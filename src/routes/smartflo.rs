// Smartflo administration pass-throughs

use axum::{
    extract::{Path, Query, State},
    Json,
};
use serde::Deserialize;
use serde_json::{json, Value};

use super::AppState;
use crate::error::ApiError;
use crate::models::smartflo::{
    ConnectionStatus, CreateCampaign, CreateLeadList, LeadData, UpdateCampaignStatus,
};

#[derive(Debug, Deserialize)]
#[serde(rename_all = "camelCase")]
pub struct CdrQuery {
    pub from_date: Option<String>,
    pub to_date: Option<String>,
}

fn wrap(data: Value) -> Json<Value> {
    Json(json!({
        "success": true,
        "data": data,
    }))
}

/// GET /api/smartflo/test-connection
///
/// Forces a fresh login; failures are reported in the body, not as an error status.
pub(super) async fn test_connection_handler(
    State(state): State<AppState>,
) -> Result<Json<ConnectionStatus>, ApiError> {
    let dialer = state.dialer()?;
    Ok(Json(dialer.test_connection().await))
}

/// GET /api/smartflo/agents
pub(super) async fn agents_handler(
    State(state): State<AppState>,
) -> Result<Json<Value>, ApiError> {
    Ok(wrap(state.dialer()?.get_agents().await?))
}

/// GET /api/smartflo/dispositions
pub(super) async fn dispositions_handler(
    State(state): State<AppState>,
) -> Result<Json<Value>, ApiError> {
    Ok(wrap(state.dialer()?.get_dispositions().await?))
}

/// GET /api/smartflo/cdr?fromDate=YYYY-MM-DD&toDate=YYYY-MM-DD
pub(super) async fn cdr_handler(
    State(state): State<AppState>,
    Query(query): Query<CdrQuery>,
) -> Result<Json<Value>, ApiError> {
    let dialer = state.dialer()?;
    match (query.from_date, query.to_date) {
        (Some(from), Some(to)) if !from.is_empty() && !to.is_empty() => {
            Ok(wrap(dialer.fetch_cdr(&from, &to).await?))
        }
        _ => Err(ApiError::ValidationError(
            "fromDate and toDate are required".to_string(),
        )),
    }
}

/// POST /api/smartflo/lead-lists
pub(super) async fn create_lead_list_handler(
    State(state): State<AppState>,
    Json(request): Json<CreateLeadList>,
) -> Result<Json<Value>, ApiError> {
    let dialer = state.dialer()?;
    if request.name.trim().is_empty() {
        return Err(ApiError::ValidationError("name is required".to_string()));
    }
    Ok(wrap(
        dialer
            .create_lead_list(&request.name, &request.description)
            .await?,
    ))
}

/// POST /api/smartflo/lead-lists/:id/leads
pub(super) async fn add_lead_handler(
    State(state): State<AppState>,
    Path(lead_list_id): Path<String>,
    Json(lead): Json<LeadData>,
) -> Result<Json<Value>, ApiError> {
    let dialer = state.dialer()?;
    Ok(wrap(dialer.add_lead_to_list(&lead_list_id, lead).await?))
}

/// POST /api/smartflo/campaigns
pub(super) async fn create_campaign_handler(
    State(state): State<AppState>,
    Json(campaign): Json<CreateCampaign>,
) -> Result<Json<Value>, ApiError> {
    let dialer = state.dialer()?;
    if campaign.name.trim().is_empty() || campaign.lead_list_id.trim().is_empty() {
        return Err(ApiError::ValidationError(
            "name and leadListId are required".to_string(),
        ));
    }
    Ok(wrap(dialer.create_campaign(campaign).await?))
}

/// GET /api/smartflo/campaigns/:id
pub(super) async fn get_campaign_handler(
    State(state): State<AppState>,
    Path(campaign_id): Path<String>,
) -> Result<Json<Value>, ApiError> {
    Ok(wrap(state.dialer()?.get_campaign(&campaign_id).await?))
}

/// PUT /api/smartflo/campaigns/:id/status
pub(super) async fn update_campaign_status_handler(
    State(state): State<AppState>,
    Path(campaign_id): Path<String>,
    Json(request): Json<UpdateCampaignStatus>,
) -> Result<Json<Value>, ApiError> {
    let dialer = state.dialer()?;
    tracing::info!(campaign_id = %campaign_id, status = ?request.status, "Updating campaign status");
    Ok(wrap(
        dialer
            .update_campaign_status(&campaign_id, request.status)
            .await?,
    ))
}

* * * *

▶ **WHAT IS NEEDED**
Check each line of the listing for "Option", and copy the ones that hold it.

▶ **WRITTEN REPLY**
    pub from_date: Option<String>,
    pub to_date: Option<String>,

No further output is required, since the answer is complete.